_Task details:_ Tally up the lines in the material where the word "ClassificationResult" appears, then give the total and nothing else.

_Provided data:_
BEGIN
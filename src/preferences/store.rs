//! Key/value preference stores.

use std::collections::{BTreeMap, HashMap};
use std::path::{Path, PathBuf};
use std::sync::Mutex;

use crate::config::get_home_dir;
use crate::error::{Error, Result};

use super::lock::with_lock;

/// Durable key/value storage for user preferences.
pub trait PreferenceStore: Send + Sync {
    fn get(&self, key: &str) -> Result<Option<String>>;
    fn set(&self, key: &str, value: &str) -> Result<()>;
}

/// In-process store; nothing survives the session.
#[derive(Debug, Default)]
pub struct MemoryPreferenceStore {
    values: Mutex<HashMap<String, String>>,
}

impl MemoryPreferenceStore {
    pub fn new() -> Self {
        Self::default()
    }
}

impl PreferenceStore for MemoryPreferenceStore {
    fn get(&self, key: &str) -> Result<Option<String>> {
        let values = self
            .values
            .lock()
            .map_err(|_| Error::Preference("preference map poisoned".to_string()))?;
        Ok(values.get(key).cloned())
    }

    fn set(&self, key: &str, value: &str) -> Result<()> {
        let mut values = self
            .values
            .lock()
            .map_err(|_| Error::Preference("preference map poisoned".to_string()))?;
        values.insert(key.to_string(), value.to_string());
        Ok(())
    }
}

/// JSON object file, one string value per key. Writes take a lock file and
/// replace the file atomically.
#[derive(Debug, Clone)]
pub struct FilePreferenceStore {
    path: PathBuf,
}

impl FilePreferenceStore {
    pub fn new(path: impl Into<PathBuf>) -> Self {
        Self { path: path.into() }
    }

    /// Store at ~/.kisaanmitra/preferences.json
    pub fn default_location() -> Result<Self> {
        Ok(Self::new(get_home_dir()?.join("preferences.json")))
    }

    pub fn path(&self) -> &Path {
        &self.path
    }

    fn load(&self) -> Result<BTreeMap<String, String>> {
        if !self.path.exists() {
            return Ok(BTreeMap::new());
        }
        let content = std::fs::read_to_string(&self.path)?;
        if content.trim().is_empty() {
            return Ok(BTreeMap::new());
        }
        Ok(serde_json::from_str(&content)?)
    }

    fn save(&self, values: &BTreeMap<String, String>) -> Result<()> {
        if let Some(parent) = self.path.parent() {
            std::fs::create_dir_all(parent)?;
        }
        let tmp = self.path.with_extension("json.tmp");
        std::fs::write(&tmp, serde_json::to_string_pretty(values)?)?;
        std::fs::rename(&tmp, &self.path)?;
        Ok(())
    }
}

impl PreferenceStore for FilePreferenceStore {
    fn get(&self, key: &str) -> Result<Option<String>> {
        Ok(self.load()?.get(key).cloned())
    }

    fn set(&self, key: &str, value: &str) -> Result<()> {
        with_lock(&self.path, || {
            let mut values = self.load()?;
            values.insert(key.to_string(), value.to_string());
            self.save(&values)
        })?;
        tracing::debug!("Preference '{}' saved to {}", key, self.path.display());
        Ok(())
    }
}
END
BEGIN
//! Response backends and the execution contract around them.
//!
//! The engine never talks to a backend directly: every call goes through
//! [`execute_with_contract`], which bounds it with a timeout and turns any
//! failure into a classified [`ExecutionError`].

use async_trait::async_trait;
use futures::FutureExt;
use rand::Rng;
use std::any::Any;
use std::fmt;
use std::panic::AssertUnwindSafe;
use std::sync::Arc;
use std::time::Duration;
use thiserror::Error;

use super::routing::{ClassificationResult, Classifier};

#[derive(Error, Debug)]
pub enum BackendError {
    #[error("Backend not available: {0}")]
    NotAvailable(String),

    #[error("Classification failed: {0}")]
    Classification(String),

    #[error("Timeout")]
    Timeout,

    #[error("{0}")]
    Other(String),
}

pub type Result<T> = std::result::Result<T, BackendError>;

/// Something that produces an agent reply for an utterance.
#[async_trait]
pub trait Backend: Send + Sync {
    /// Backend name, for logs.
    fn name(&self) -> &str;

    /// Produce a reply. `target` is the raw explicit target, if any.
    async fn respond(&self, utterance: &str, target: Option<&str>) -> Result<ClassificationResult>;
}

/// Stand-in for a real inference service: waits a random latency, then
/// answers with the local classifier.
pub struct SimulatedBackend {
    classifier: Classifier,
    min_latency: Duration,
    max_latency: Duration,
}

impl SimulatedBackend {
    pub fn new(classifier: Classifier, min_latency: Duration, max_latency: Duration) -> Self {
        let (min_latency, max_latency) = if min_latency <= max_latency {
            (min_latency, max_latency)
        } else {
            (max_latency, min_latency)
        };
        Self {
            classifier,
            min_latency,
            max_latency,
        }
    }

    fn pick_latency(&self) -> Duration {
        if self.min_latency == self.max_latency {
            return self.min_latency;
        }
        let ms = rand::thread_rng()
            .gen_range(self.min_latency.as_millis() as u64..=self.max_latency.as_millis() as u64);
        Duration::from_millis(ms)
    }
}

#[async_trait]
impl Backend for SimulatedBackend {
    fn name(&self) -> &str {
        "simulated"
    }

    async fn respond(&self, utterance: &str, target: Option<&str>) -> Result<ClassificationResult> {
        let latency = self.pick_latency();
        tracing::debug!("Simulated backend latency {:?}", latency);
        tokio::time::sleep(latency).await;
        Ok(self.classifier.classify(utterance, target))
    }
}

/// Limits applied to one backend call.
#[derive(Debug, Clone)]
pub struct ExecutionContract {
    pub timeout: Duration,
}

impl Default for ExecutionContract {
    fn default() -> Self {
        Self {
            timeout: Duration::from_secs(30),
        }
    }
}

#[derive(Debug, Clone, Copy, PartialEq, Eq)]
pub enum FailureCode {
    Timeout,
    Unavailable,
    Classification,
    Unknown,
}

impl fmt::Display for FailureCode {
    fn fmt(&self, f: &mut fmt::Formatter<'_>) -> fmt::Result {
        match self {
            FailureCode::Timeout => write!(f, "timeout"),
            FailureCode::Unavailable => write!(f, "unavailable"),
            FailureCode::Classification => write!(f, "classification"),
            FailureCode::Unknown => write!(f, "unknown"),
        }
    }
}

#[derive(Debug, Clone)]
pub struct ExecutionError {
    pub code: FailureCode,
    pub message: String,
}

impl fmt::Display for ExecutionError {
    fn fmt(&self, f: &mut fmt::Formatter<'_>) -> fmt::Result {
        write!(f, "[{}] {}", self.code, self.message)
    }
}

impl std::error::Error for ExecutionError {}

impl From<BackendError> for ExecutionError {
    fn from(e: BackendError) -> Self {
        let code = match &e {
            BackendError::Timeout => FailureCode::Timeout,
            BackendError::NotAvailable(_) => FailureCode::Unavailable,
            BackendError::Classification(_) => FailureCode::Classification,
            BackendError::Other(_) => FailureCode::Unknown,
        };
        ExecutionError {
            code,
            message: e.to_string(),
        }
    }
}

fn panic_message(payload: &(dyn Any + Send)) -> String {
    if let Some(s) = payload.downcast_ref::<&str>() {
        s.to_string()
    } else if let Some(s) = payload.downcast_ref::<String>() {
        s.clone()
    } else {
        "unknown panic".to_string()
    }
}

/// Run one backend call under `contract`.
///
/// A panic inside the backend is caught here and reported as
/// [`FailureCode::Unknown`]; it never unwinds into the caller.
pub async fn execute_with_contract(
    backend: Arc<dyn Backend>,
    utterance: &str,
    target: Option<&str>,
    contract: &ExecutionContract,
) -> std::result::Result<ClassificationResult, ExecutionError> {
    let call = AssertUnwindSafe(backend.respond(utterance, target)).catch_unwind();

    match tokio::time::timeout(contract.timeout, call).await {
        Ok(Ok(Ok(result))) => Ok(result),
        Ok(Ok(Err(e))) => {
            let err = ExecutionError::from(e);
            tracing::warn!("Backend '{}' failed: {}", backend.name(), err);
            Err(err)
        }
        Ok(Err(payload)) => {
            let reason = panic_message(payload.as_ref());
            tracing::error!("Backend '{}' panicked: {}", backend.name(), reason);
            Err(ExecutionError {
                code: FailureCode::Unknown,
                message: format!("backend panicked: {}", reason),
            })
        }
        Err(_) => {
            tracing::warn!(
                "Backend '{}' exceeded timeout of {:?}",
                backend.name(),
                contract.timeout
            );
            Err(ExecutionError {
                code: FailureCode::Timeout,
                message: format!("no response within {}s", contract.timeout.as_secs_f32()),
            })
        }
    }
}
END
_Solution to the problem:_ 4